Lung function and nutritional status of semi-nomadic Fulani children and adolescents in northern Nigeria. Academic Article uri icon


  • The Fulani are semi-nomadic pastoralists of the western Sahel whose culture and economy are centered on cattle. We have shown previously that Fulani children and adolescents (5-18 years old) are stunted and underweight. Nutritional status and lung function were studied in Fulani children and adolescents (n = 70), aged 6-18, and compared with a non-Fulani, rural Nigerian control group (n = 153) of the same age.

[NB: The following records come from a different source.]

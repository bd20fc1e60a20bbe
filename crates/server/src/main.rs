//! Binary entrypoint for the appear platform server: HTTP API, Git
//! smart-HTTP frontend and session relay, each on its own listener.
use anyhow::Context;
use appear_server::{
    build_router,
    config::{self, Configuration, Settings},
    db::init_db,
    docker::ImageBuilder,
    git::GitService,
    k8s::DeployController,
    relay::SessionRelay,
    telemetry::{HTTP_REQUESTS, HTTP_REQUEST_DURATION},
    AppState,
};
use axum::{
    body::Body,
    http::Request,
    middleware::{self, Next},
    response::Response,
};
use clap::{Parser, Subcommand};
use std::path::PathBuf;
use std::sync::Arc;
use tower_http::limit::RequestBodyLimitLayer;
use tracing::{error, info, warn};

#[derive(Parser)]
#[command(name = "appear-server", about = "git-push platform server")]
struct Cli {
    /// appear configuration file path
    #[arg(long)]
    config: Option<PathBuf>,
    #[command(subcommand)]
    command: Option<Commands>,
}

#[derive(Subcommand)]
enum Commands {
    /// Write a default appear_config.json into the working directory
    Init,
}

#[tokio::main]
async fn main() -> anyhow::Result<()> {
    dotenvy::dotenv().ok();
    tracing_subscriber::fmt()
        .with_env_filter(tracing_subscriber::EnvFilter::from_default_env())
        .with_target(false)
        .init();
    let cli = Cli::parse();
    if let Some(Commands::Init) = cli.command {
        config::init_default_config().context("failed to init project config")?;
        info!("initialization successful");
        return Ok(());
    }

    let config_path = match cli.config {
        Some(path) => path,
        None => {
            let path = std::env::current_dir()?.join("appear_config.json");
            info!(path = %path.display(), "configuration file path is missing, defaulting");
            path
        }
    };
    let config = Configuration::load(&config_path)?;
    let settings = Settings::from_env(&config);
    if settings.master_key.is_empty() {
        warn!("master_authorization_key not set");
    }

    let pool = init_db(&config.database_url).await.context("database must be available")?;
    let git = Arc::new(GitService::new(
        PathBuf::from(&config.git_storage_path),
        settings.admin_repo_key.clone(),
        GitService::default_hook_bin(),
        Some(pool.clone()),
    )?);
    let builder = Arc::new(ImageBuilder::from_env(config.registry.clone())?);
    let cluster =
        Arc::new(DeployController::new(&config.k8s_config_dir, config.registry.clone()).await?);
    let relay = Arc::new(SessionRelay::new());

    let state = AppState {
        db: Some(pool),
        relay: relay.clone(),
        builder: Some(builder),
        cluster: Some(cluster),
        git: Some(git.clone()),
        settings: Arc::new(settings.clone()),
    };

    let tcp_addr = settings.tcp_server_addr.clone();
    tokio::spawn(async move {
        if let Err(e) = relay.serve(&tcp_addr).await {
            error!(error = %e, "failed to start tcp server");
            std::process::exit(1);
        }
    });

    let git_addr = format!("0.0.0.0:{}", settings.git_server_port);
    let git_router = git.router();
    tokio::spawn(async move {
        info!(addr = %git_addr, "git server accepting http requests");
        let listener = match tokio::net::TcpListener::bind(&git_addr).await {
            Ok(listener) => listener,
            Err(e) => {
                error!(error = %e, "failed to start git server");
                std::process::exit(1);
            }
        };
        if let Err(e) = axum::serve(listener, git_router).await {
            error!(error = %e, "git server terminated");
            std::process::exit(1);
        }
    });

    const MAX_BODY_BYTES: usize = 1024 * 1024; // 1MB
    let app = build_router(state)
        .layer(RequestBodyLimitLayer::new(MAX_BODY_BYTES))
        .layer(middleware::from_fn(track_metrics));
    let addr = format!("0.0.0.0:{}", settings.api_port);
    info!(%addr, "appear server serving");
    let listener = tokio::net::TcpListener::bind(&addr).await?;
    axum::serve(listener, app).await?;
    Ok(())
}

async fn track_metrics(req: Request<Body>, next: Next) -> Response {
    let method = req.method().clone();
    let path = req.uri().path().to_string();
    let start = std::time::Instant::now();
    let resp = next.run(req).await;
    let status = resp.status().as_u16().to_string();
    HTTP_REQUESTS
        .with_label_values(&[method.as_str(), path.as_str(), status.as_str()])
        .inc();
    HTTP_REQUEST_DURATION
        .with_label_values(&[method.as_str(), path.as_str()])
        .observe(start.elapsed().as_secs_f64());
    resp
}
use crate::error::{ApiError, ApiResponse, ApiResult};
use crate::models::{AuthenticateOpts, CreateAccountOpts};
use crate::registry::UserStore;
use crate::AppState;
use axum::{extract::State, Json};

fn user_store(state: &AppState) -> ApiResult<UserStore> {
    let pool = state.db.as_ref().ok_or_else(ApiError::service_unavailable)?;
    Ok(UserStore::new(pool.clone(), state.settings.jwt_secret.clone()))
}

pub async fn create_account(
    State(state): State<AppState>,
    Json(opt): Json<CreateAccountOpts>,
) -> ApiResult<Json<ApiResponse>> {
    let store = user_store(&state)?;
    let user = store
        .create_user(&opt)
        .await
        .map_err(|e| ApiError::bad_request(e.to_string()))?;
    let data = serde_json::to_value(&user).map_err(|e| ApiError::internal(e.to_string()))?;
    Ok(Json(ApiResponse::ok("account created", Some(data))))
}

pub async fn authenticate(
    State(state): State<AppState>,
    Json(opt): Json<AuthenticateOpts>,
) -> ApiResult<Json<ApiResponse>> {
    let store = user_store(&state)?;
    let user = store
        .authenticate(&opt)
        .await
        .map_err(|e| ApiError::unauthorized(e.to_string()))?;
    let data = serde_json::to_value(&user).map_err(|e| ApiError::internal(e.to_string()))?;
    Ok(Json(ApiResponse::ok("authentication successful", Some(data))))
}
async fn build_client(k8s_config_dir: &str) -> anyhow::Result<Client> {
    let path = Path::new(k8s_config_dir).join("config");
    if path.exists() {
        let kubeconfig = Kubeconfig::read_from(&path)
            .with_context(|| format!("failed to read kubeconfig at {}", path.display()))?;
        let config = Config::from_custom_kubeconfig(kubeconfig, &KubeConfigOptions::default())
            .await
            .context("failed to load kubeconfig")?;
        return Ok(Client::try_from(config)?);
    }
    Client::try_default().await.context("failed to build cluster client")
}

fn typed<K: DeserializeOwned>(manifest: Value) -> anyhow::Result<K> {
    Ok(serde_json::from_value(manifest)?)
}

async fn delete_if_exists<K>(api: &Api<K>, name: &str, what: &str)
where
    K: Clone + DeserializeOwned + std::fmt::Debug,
{
    match api.delete(name, &DeleteParams::default()).await {
        Ok(_) => {}
        Err(kube::Error::Api(ae)) if ae.code == 404 => {}
        Err(e) => warn!(error = %e, what, name, "failed to delete during teardown"),
    }
}

fn is_conflict(err: &anyhow::Error) -> bool {
    matches!(err.downcast_ref::<kube::Error>(), Some(kube::Error::Api(ae)) if ae.code == 409)
}

/// Exponential backoff for optimistic-concurrency retries: 4 pauses starting
/// at 10 ms, growing fivefold.
struct ConflictBackoff {
    attempt: u32,
    delay: Duration,
}

impl ConflictBackoff {
    fn new() -> Self {
        Self { attempt: 0, delay: Duration::from_millis(10) }
    }

    async fn pause(&mut self) -> bool {
        if self.attempt >= CONFLICT_RETRIES {
            return false;
        }
        tokio::time::sleep(self.delay).await;
        self.delay *= 5;
        self.attempt += 1;
        true
    }
}
use assert_cmd::Command;

fn bin() -> Command {
    Command::cargo_bin("appear-hook").unwrap()
}

fn stdout_of(assert: &assert_cmd::assert::Assert) -> String {
    String::from_utf8_lossy(&assert.get_output().stdout).into_owned()
}

#[test]
fn empty_stdin_is_rejected() {
    let assert = bin().write_stdin("").assert().failure();
    assert!(stdout_of(&assert).contains("invalid hook input"));
}

#[test]
fn malformed_hook_line_is_rejected() {
    let assert = bin().write_stdin("one two\n").assert().failure();
    assert!(stdout_of(&assert).contains("invalid hook input"));
}

#[test]
fn unreachable_relay_is_reported() {
    let dir = tempfile::tempdir().unwrap();
    let assert = bin()
        .current_dir(dir.path())
        .env("APPEAR_RELAY_ADDR", "127.0.0.1:1")
        .write_stdin("aaaa bbbb refs/heads/master\n")
        .assert()
        .failure();
    assert!(stdout_of(&assert).contains("internal TCP server error"));
}
use crate::{error::ApiError, models::User, AppState};
use axum::{
    extract::{Request, State},
    http::header,
    middleware::Next,
    response::{IntoResponse, Response},
};
use chrono::{Duration, Utc};
use jsonwebtoken::{decode, encode, DecodingKey, EncodingKey, Header, Validation};
use serde::{Deserialize, Serialize};
use uuid::Uuid;

/// Token lifetime: 30 days.
const TOKEN_EXPIRY_SECS: i64 = 30 * 24 * 60 * 60;

#[derive(Debug, Clone, Serialize, Deserialize)]
pub struct Claims {
    pub sub: Uuid,
    pub email: String,
    pub iat: i64,
    pub exp: i64,
}

pub fn generate_token(user: &User, secret: &str) -> Option<String> {
    let now = Utc::now();
    let claims = Claims {
        sub: user.id,
        email: user.email.clone(),
        iat: now.timestamp(),
        exp: (now + Duration::seconds(TOKEN_EXPIRY_SECS)).timestamp(),
    };
    encode(&Header::default(), &claims, &EncodingKey::from_secret(secret.as_bytes())).ok()
}

pub fn verify_token(token: &str, secret: &str) -> Option<Claims> {
    let key = DecodingKey::from_secret(secret.as_bytes());
    decode::<Claims>(token, &key, &Validation::default()).ok().map(|d| d.claims)
}

pub fn hash_password(password: &str) -> anyhow::Result<String> {
    Ok(bcrypt::hash(password, bcrypt::DEFAULT_COST)?)
}

pub fn verify_password(password: &str, hash: &str) -> bool {
    bcrypt::verify(password, hash).unwrap_or(false)
}

fn extract_bearer(req: &Request) -> Option<String> {
    let header = req.headers().get(header::AUTHORIZATION)?.to_str().ok()?;
    let parts: Vec<&str> = header.split_whitespace().collect();
    if parts.len() == 2 && parts[0].eq_ignore_ascii_case("Bearer") {
        Some(parts[1].trim().to_string())
    } else {
        None
    }
}

/// Bearer-token guard: verifies the JWT and loads the user record into the
/// request extensions.
pub async fn require_user(
    State(state): State<AppState>,
    mut req: Request,
    next: Next,
) -> Result<Response, Response> {
    let Some(token) = extract_bearer(&req) else {
        return Err(ApiError::unauthorized("authentication token is missing").into_response());
    };
    let Some(claims) = verify_token(&token, &state.settings.jwt_secret) else {
        return Err(ApiError::unauthorized("invalid token supplied").into_response());
    };
    let Some(pool) = state.db.as_ref() else {
        return Err(ApiError::service_unavailable().into_response());
    };
    let user = sqlx::query_as::<_, User>(
        "SELECT id, email, name, password_hash, created_at FROM users WHERE email = $1",
    )
    .bind(&claims.email)
    .fetch_optional(pool)
    .await
    .map_err(|e| ApiError::internal(format!("user lookup error: {e}")).into_response())?;
    let Some(user) = user else {
        return Err(ApiError::unauthorized("token user not found").into_response());
    };
    req.extensions_mut().insert(user);
    Ok(next.run(req).await)
}

/// Admin guard: `X-Master-Authorization` must equal the configured master key.
pub async fn require_master(
    State(state): State<AppState>,
    req: Request,
    next: Next,
) -> Result<Response, Response> {
    let supplied = req
        .headers()
        .get("X-Master-Authorization")
        .and_then(|v| v.to_str().ok())
        .unwrap_or_default();
    if state.settings.master_key.is_empty() || supplied != state.settings.master_key {
        return Err(ApiError::unauthorized("master authorization required").into_response());
    }
    Ok(next.run(req).await)
}
use axum::{http::StatusCode, response::IntoResponse};
use once_cell::sync::Lazy;
use prometheus::{opts, Encoder, HistogramVec, IntCounterVec, Registry, TextEncoder};

pub static REGISTRY: Lazy<Registry> = Lazy::new(Registry::new);

pub static HTTP_REQUESTS: Lazy<IntCounterVec> = Lazy::new(|| {
    let c = IntCounterVec::new(
        opts!("http_requests_total", "HTTP request count"),
        &["method", "path", "status"],
    )
    .unwrap();
    REGISTRY.register(Box::new(c.clone())).ok();
    c
});

pub static HTTP_REQUEST_DURATION: Lazy<HistogramVec> = Lazy::new(|| {
    let h = HistogramVec::new(
        prometheus::histogram_opts!("http_request_duration_seconds", "HTTP request latency"),
        &["method", "path"],
    )
    .unwrap();
    REGISTRY.register(Box::new(h.clone())).ok();
    h
});

pub async fn metrics_handler() -> impl IntoResponse {
    let encoder = TextEncoder::new();
    let metric_families = REGISTRY.gather();
    let mut buf = Vec::new();
    if encoder.encode(&metric_families, &mut buf).is_err() {
        return StatusCode::INTERNAL_SERVER_ERROR.into_response();
    }
    ([("Content-Type", "text/plain; version=0.0.4")], buf).into_response()
}
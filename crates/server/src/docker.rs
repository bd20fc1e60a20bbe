use crate::config::RegistryConfig;
use crate::util;
use bollard::auth::DockerCredentials;
use bollard::image::{BuildImageOptions, PushImageOptions};
use bollard::Docker;
use futures_util::{Stream, StreamExt};
use serde::Serialize;
use std::fmt::Debug;
use std::path::Path;
use tokio::sync::mpsc;
use tracing::info;

/// Wraps the container engine client: builds an image from a work directory
/// and pushes it to the configured registry, exposing each engine event as a
/// line on a bounded log channel.
pub struct ImageBuilder {
    docker: Docker,
    registry: RegistryConfig,
}

pub struct BuildOutput {
    pub tag: String,
    pub pull_path: String,
    pub log: mpsc::Receiver<String>,
}

impl ImageBuilder {
    pub fn new(docker: Docker, registry: RegistryConfig) -> Self {
        Self { docker, registry }
    }

    pub fn from_env(registry: RegistryConfig) -> anyhow::Result<Self> {
        let docker = Docker::connect_with_local_defaults()?;
        Ok(Self::new(docker, registry))
    }

    /// Build `<workdir>` (which must already contain a Dockerfile) into an
    /// image tagged `<registry><app>:<6 hex>`. The tag is regenerated per
    /// build so cluster pulls are never satisfied by a cached digest.
    pub fn build_local_image(&self, workdir: &Path, app_name: &str) -> anyhow::Result<BuildOutput> {
        let context = build_context(workdir)?;
        let tag = util::random_hex(6);
        let pull_path = format!("{}{}:{}", self.registry.url, app_name, tag);
        info!(%pull_path, "starting image build");
        let options = BuildImageOptions {
            dockerfile: "Dockerfile".to_string(),
            t: pull_path.clone(),
            pull: true,
            rm: true,
            ..Default::default()
        };
        let docker = self.docker.clone();
        let (tx, rx) = mpsc::channel::<String>(1);
        tokio::spawn(async move {
            let stream = docker.build_image(options, None, Some(context.into()));
            pump_engine_frames(stream, tx).await;
        });
        Ok(BuildOutput { tag, pull_path, log: rx })
    }

    /// Push a previously built image; returns its event log channel.
    pub fn push_image(&self, pull_path: &str) -> mpsc::Receiver<String> {
        info!(%pull_path, "pushing image");
        let credentials = DockerCredentials {
            username: Some(self.registry.username.clone()),
            password: Some(self.registry.password.clone()),
            serveraddress: Some(self.registry.url.trim_end_matches('/').to_string()),
            ..Default::default()
        };
        let docker = self.docker.clone();
        let name = pull_path.to_string();
        let (tx, rx) = mpsc::channel::<String>(1);
        tokio::spawn(async move {
            let stream = docker.push_image(&name, None::<PushImageOptions<String>>, Some(credentials));
            pump_engine_frames(stream, tx).await;
        });
        rx
    }
}

/// Package the work directory as an uncompressed tar stream for the engine.
fn build_context(workdir: &Path) -> anyhow::Result<Vec<u8>> {
    let mut builder = tar::Builder::new(Vec::new());
    builder.append_dir_all(".", workdir)?;
    Ok(builder.into_inner()?)
}

/// Drain an engine event stream into a capacity-1 channel of JSON frames;
/// the producer blocks on the consumer. Any error, engine-reported or
/// transport-level, becomes one final `{"error":...}` frame so consumers can
/// recognize it as terminal, then the channel closes.
async fn pump_engine_frames<T, S>(stream: S, tx: mpsc::Sender<String>)
where
    T: Serialize + Debug,
    S: Stream<Item = Result<T, bollard::errors::Error>>,
{
    futures_util::pin_mut!(stream);
    while let Some(frame) = stream.next().await {
        match frame {
            Ok(item) => {
                let line = serde_json::to_string(&item).unwrap_or_else(|_| format!("{item:?}"));
                if tx.send(line).await.is_err() {
                    break;
                }
            }
            Err(e) => {
                let frame = serde_json::json!({"error": e.to_string()}).to_string();
                let _ = tx.send(frame).await;
                break;
            }
        }
    }
}

#[cfg(test)]
mod tests {
    use super::*;
    use futures_util::stream;

    #[derive(Serialize, Debug)]
    struct Frame {
        stream: String,
    }

    #[tokio::test]
    async fn frames_forwarded_in_order_then_closed() {
        let items = vec![
            Ok(Frame { stream: "Step 1/4".into() }),
            Ok(Frame { stream: "Step 2/4".into() }),
        ];
        let (tx, mut rx) = mpsc::channel(1);
        tokio::spawn(pump_engine_frames(stream::iter(items), tx));
        assert_eq!(rx.recv().await.unwrap(), r#"{"stream":"Step 1/4"}"#);
        assert_eq!(rx.recv().await.unwrap(), r#"{"stream":"Step 2/4"}"#);
        assert!(rx.recv().await.is_none());
    }

    #[tokio::test]
    async fn transport_error_becomes_terminal_error_frame() {
        let items: Vec<Result<Frame, bollard::errors::Error>> = vec![
            Ok(Frame { stream: "Step 1/4".into() }),
            Err(bollard::errors::Error::IOError {
                err: std::io::Error::new(std::io::ErrorKind::Other, "engine exploded"),
            }),
            Ok(Frame { stream: "never delivered".into() }),
        ];
        let (tx, mut rx) = mpsc::channel(1);
        tokio::spawn(pump_engine_frames(stream::iter(items), tx));
        assert_eq!(rx.recv().await.unwrap(), r#"{"stream":"Step 1/4"}"#);
        let err_line = rx.recv().await.unwrap();
        let decoded: serde_json::Value = serde_json::from_str(&err_line).unwrap();
        assert!(decoded["error"].as_str().unwrap().contains("engine exploded"));
        assert!(rx.recv().await.is_none());
    }

    #[test]
    fn build_context_packs_directory() {
        let dir = tempfile::tempdir().unwrap();
        std::fs::write(dir.path().join("Dockerfile"), "FROM scratch\n").unwrap();
        std::fs::write(dir.path().join("main.go"), "package main\n").unwrap();
        let bytes = build_context(dir.path()).unwrap();
        let mut archive = tar::Archive::new(&bytes[..]);
        let names: Vec<String> = archive
            .entries()
            .unwrap()
            .map(|e| e.unwrap().path().unwrap().display().to_string())
            .collect();
        assert!(names.iter().any(|n| n.ends_with("Dockerfile")));
        assert!(names.iter().any(|n| n.ends_with("main.go")));
    }
}
use chrono::{DateTime, Utc};
use serde::{Deserialize, Serialize};
use uuid::Uuid;

#[derive(sqlx::FromRow, Serialize, Deserialize, Debug, Clone)]
pub struct User {
    pub id: Uuid,
    pub email: String,
    pub name: String,
    #[serde(skip_serializing)]
    pub password_hash: String,
    pub created_at: DateTime<Utc>,
    #[sqlx(default)]
    #[serde(skip_serializing_if = "Option::is_none")]
    pub token: Option<String>,
}

#[derive(sqlx::FromRow, Serialize, Deserialize, Debug, Clone)]
pub struct App {
    pub id: Uuid,
    pub user_id: Uuid,
    #[serde(rename = "app_name")]
    pub name: String,
    pub repo_url: String,
    pub app_url: String,
    pub image_name: String,
    pub host: String,
    pub created_at: DateTime<Utc>,
    pub updated_at: DateTime<Utc>,
}

#[derive(sqlx::FromRow, Serialize, Deserialize, Debug, Clone)]
pub struct Credential {
    pub id: Uuid,
    pub app_id: Uuid,
    pub secret: String,
    pub created_at: DateTime<Utc>,
}

impl User {
    /// Git path prefix for this user: the local part of the email when the
    /// address has exactly one `@`, the full email otherwise.
    pub fn unique_name(&self) -> String {
        let parts: Vec<&str> = self.email.split('@').collect();
        if parts.len() == 2 { parts[0].to_string() } else { self.email.clone() }
    }
}

impl App {
    pub fn deployment_name(&self) -> String {
        format!("{}-deployment", self.name)
    }
}

/// Build request posted by the post-receive hook.
#[derive(Serialize, Deserialize, Debug, Clone, Default)]
pub struct HookInfo {
    pub repo_name: String,
    pub repo_path: String,
    pub old_rev: String,
    pub new_rev: String,
    #[serde(rename = "ref")]
    pub git_ref: String,
    pub ref_type: String,
    pub ref_name: String,
    pub key: String,
}

#[derive(Deserialize, Debug)]
pub struct CreateAccountOpts {
    pub name: String,
    pub email: String,
    pub password: String,
}

#[derive(Deserialize, Debug)]
pub struct AuthenticateOpts {
    pub email: String,
    pub password: String,
}

#[derive(Deserialize, Debug, Default)]
pub struct CreateAppOpts {
    #[serde(default)]
    pub name: String,
}

#[derive(Deserialize, Debug)]
pub struct ProvisionDatabaseRequest {
    #[serde(default)]
    pub name: String,
    pub database_type: String,
}

#[cfg(test)]
mod tests {
    use super::*;

    fn user(email: &str) -> User {
        User {
            id: Uuid::new_v4(),
            email: email.into(),
            name: "jane".into(),
            password_hash: String::new(),
            created_at: Utc::now(),
            token: None,
        }
    }

    #[test]
    fn unique_name_is_local_part() {
        assert_eq!(user("jane@example.com").unique_name(), "jane");
    }

    #[test]
    fn unique_name_falls_back_to_full_email() {
        assert_eq!(user("a@b@c").unique_name(), "a@b@c");
        assert_eq!(user("no-at-sign").unique_name(), "no-at-sign");
    }

    #[test]
    fn deployment_name_suffix() {
        let app = App {
            id: Uuid::new_v4(),
            user_id: Uuid::new_v4(),
            name: "hello".into(),
            repo_url: String::new(),
            app_url: String::new(),
            image_name: String::new(),
            host: String::new(),
            created_at: Utc::now(),
            updated_at: Utc::now(),
        };
        assert_eq!(app.deployment_name(), "hello-deployment");
    }

    #[test]
    fn user_json_hides_password_hash() {
        let v = serde_json::to_value(user("jane@example.com")).unwrap();
        assert!(v.get("password_hash").is_none());
    }

    #[test]
    fn hook_info_ref_field_name() {
        let info = HookInfo { git_ref: "refs/heads/master".into(), ..Default::default() };
        let v = serde_json::to_value(info).unwrap();
        assert_eq!(v["ref"], "refs/heads/master");
    }
}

Participants were restricted to healthy individuals with no prior history of respiratory disease and no symptoms of an upper respiratory tract infection within the past 6 weeks. Significant deficits in forced vital capacity (FVC; Fulani males, 1.51 l; non-Fulani males, 1.86 l, p = 0.009; Fulani females, 1.36 l; non-Fulani females, 1.79 l, p < 0.001), forced expiratory volume in one second (FEV1; Fulani males, 1.44 l; non-Fulani males, 1.76 l, p = 0.02; Fulani females, 1.24 l; non-Fulani females, 1.69 l, p < 0.001), and peak expiratory flow rate (PEFR; Fulani males, 2.69 l/s; non-Fulani males, 3.48 l/s, p = 0.002; Fulani females, 2.29 l/s; non-Fulani females, 3.35 l/s, p < 0.001) were found in both the Fulani boys and girls compared with the non-Fulani controls. The diminished lung function in the Fulani group could be attributed to respiratory muscle weakness or an overall deficit in energy.